As I brushed my teeth that evening with the toothbrush Tricia so thoughtfully had laid out for us, I wondered how long Kristen and I's friendship would survive. I wanted to believe that we were rational enough people that we would defy the odds and stay friends in spite of something as powerful as this death.

Kristen and I headed to the funeral home around 8am the next morning. We entered the parlor and immediately wished that we weren't there. We spoke very little but communicated how uncomfortable we were in this old/old fashioned house.

A tall, rather unintelligent man began assisting us and once again I was faced with the difficult and awkward situation of feeling as though I had less "right" to be there than Kristen did. After all... she is the wife... I am just this sister.

No, we would not like an obituary.
No, we would not like any fancy urn.
Yes, please provide 10 copies of his death certificate.

As we were leaving the funeral home, Kristen's grandfather arrived from Melbourne, FL. The man jumped in his car within hours of learning the news and began driving to be with his granddaughter in North Carolina.

I was impressed.

He was a former New York City cop and he was sharp as a tack. I liked him.

Kristen and I got back into her car and started heading back to the house where Tricia would be driving me to the airport.

On the ride back, my phone rang and mom and dad began itemizing things that they wanted from George's apartment. I knew that this was not a conversation which was going to go over very well with Kristen, so I proceeded to "yes" and "mm hmm" them to get them off the phone. When I arrived back at the house, I called dad back and told him that I was not in a place where it was possible or wise for me to start giving a list of requests. When I got off the phone, I was visibly shaken, upset and on edge. Kristen picked up on this immediately (she has, after all, known me for forever) and asked what was wrong. I tried like hell to avoid answering the question, but after the last three days and the substantial lack of sleep I had lived through, I cracked - and what came out of my mouth was loud and inconsiderate of anyone's feelings but my own:

"You have no idea how hard this is! I have mom and dad making demands on this situation and they are angry. They want things of George's and I told them that I can't ask you right now so now they are mad at me because they think that you should be offering to give us these things. I am trying to be a friend to you and not say anything to make you more upset than you already are! I am staying in a stranger's house. I don't know which way to go and I don't know what to say!"
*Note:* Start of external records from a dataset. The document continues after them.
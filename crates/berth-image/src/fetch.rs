//! Image fetching by reference scheme.
//!
//! A fetch turns an image reference into an ordered list of layers. Each
//! layer is an open [`File`]: readable once from the start and closed when
//! dropped. Remote layers are spooled to anonymous temporary files, so a
//! layer never outlives its handle on disk.

use std::collections::BTreeMap;
use std::fs::File;
use std::io::{self, Seek};
use std::path::Path;

use berth_common::error::{BerthError, Result};
use serde::{Deserialize, Serialize};

/// Settings for an image fetch.
#[derive(Debug, Clone, Default, PartialEq, Eq, Serialize, Deserialize)]
pub struct FetchConfig {
    /// Labels that scope image resolution, such as `os` and `arch`.
    #[serde(default, skip_serializing_if = "BTreeMap::is_empty")]
    pub labels: BTreeMap<String, String>,
    /// Skip TLS certificate verification.
    #[serde(default)]
    pub insecure: bool,
}

impl FetchConfig {
    /// Fills the `os` and `arch` labels from the running host, keeping any
    /// value already set.
    #[must_use]
    pub fn with_host_labels(mut self) -> Self {
        let _ = self
            .labels
            .entry("os".into())
            .or_insert_with(|| std::env::consts::OS.into());
        let _ = self
            .labels
            .entry("arch".into())
            .or_insert_with(|| host_arch().into());
        self
    }

    /// Fetches the image at `uri`.
    ///
    /// `file://` references are opened directly. `http://` and `https://`
    /// references are downloaded. Each yields exactly one layer.
    ///
    /// # Errors
    ///
    /// Returns [`BerthError::UnsupportedScheme`] for any other scheme, or
    /// the puller's error if the image cannot be retrieved.
    pub fn fetch(&self, uri: &str) -> Result<Vec<File>> {
        let (scheme, rest) = uri.split_once("://").unwrap_or(("", uri));
        tracing::info!(uri, scheme, "fetching image");
        match scheme {
            "file" => {
                let path = Path::new(rest);
                let file = File::open(path).map_err(|e| BerthError::io(path, e))?;
                Ok(vec![file])
            }
            "http" | "https" => HttpPuller::new(self.insecure)?.pull(uri, self),
            other => Err(BerthError::UnsupportedScheme {
                scheme: other.into(),
            }),
        }
    }
}

/// Architecture label for the running host, in image manifest terms.
fn host_arch() -> &'static str {
    match std::env::consts::ARCH {
        "x86_64" => "amd64",
        "x86" => "i386",
        "arm" => "armv7l",
        other => other,
    }
}

/// A remote image backend.
pub trait Puller {
    /// Retrieves the layers of the image at `uri`, in order.
    ///
    /// # Errors
    ///
    /// Returns an error if the image cannot be retrieved.
    fn pull(&self, uri: &str, config: &FetchConfig) -> Result<Vec<File>>;
}

/// Downloads a single-layer image over HTTP(S).
#[derive(Debug, Clone)]
pub struct HttpPuller {
    client: reqwest::blocking::Client,
}

impl HttpPuller {
    /// Creates a puller. With `insecure`, TLS certificates are not verified.
    ///
    /// # Errors
    ///
    /// Returns an error if the HTTP client cannot be initialized.
    pub fn new(insecure: bool) -> Result<Self> {
        let client = reqwest::blocking::Client::builder()
            .danger_accept_invalid_certs(insecure)
            .build()
            .map_err(|e| BerthError::Config {
                message: format!("failed to build HTTP client: {e}"),
            })?;
        Ok(Self::with_client(client))
    }

    /// Creates a puller using an existing client.
    #[must_use]
    pub const fn with_client(client: reqwest::blocking::Client) -> Self {
        Self { client }
    }
}

impl Puller for HttpPuller {
    fn pull(&self, uri: &str, _config: &FetchConfig) -> Result<Vec<File>> {
        let unavailable = |e: reqwest::Error| BerthError::ResourceUnavailable {
            resource: format!("image {uri}"),
            source: io::Error::other(e),
        };
        let mut response = self
            .client
            .get(uri)
            .send()
            .and_then(reqwest::blocking::Response::error_for_status)
            .map_err(unavailable)?;

        let mut spool = tempfile::tempfile().map_err(|e| BerthError::io("tmpfile", e))?;
        let size = response.copy_to(&mut spool).map_err(unavailable)?;
        spool.rewind().map_err(|e| BerthError::io("tmpfile", e))?;

        tracing::info!(uri, size, "image downloaded");
        Ok(vec![spool])
    }
}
"No one seems to care that I lost my husband," she responded angrily.


It was out there - I couldn't take it back ... and I likely wouldn't have if given the opportunity because it was the most honest thing I have ever said for myself.

I had said what was on my mind and had finally verbalized the fact that I felt like a pawn or like a child being bounced between divorcing parents. I spent the last three days catering to everyone's whims, playing peacemaker, working to advocate for both party's interests and continued to neglect my own grief.

Kristen and I hugged each other - apologized for the hurtful things we may have said to each other, and began saying our goodbyes as I had to head to the airport.

Tricia graciously drove me to the airport, and I began my trip back to Tampa. I breathed a sigh of relief that this particular chapter was over and hoped that the ones ahead would be easier... hell, nothing could be as hard as these three days had been, right?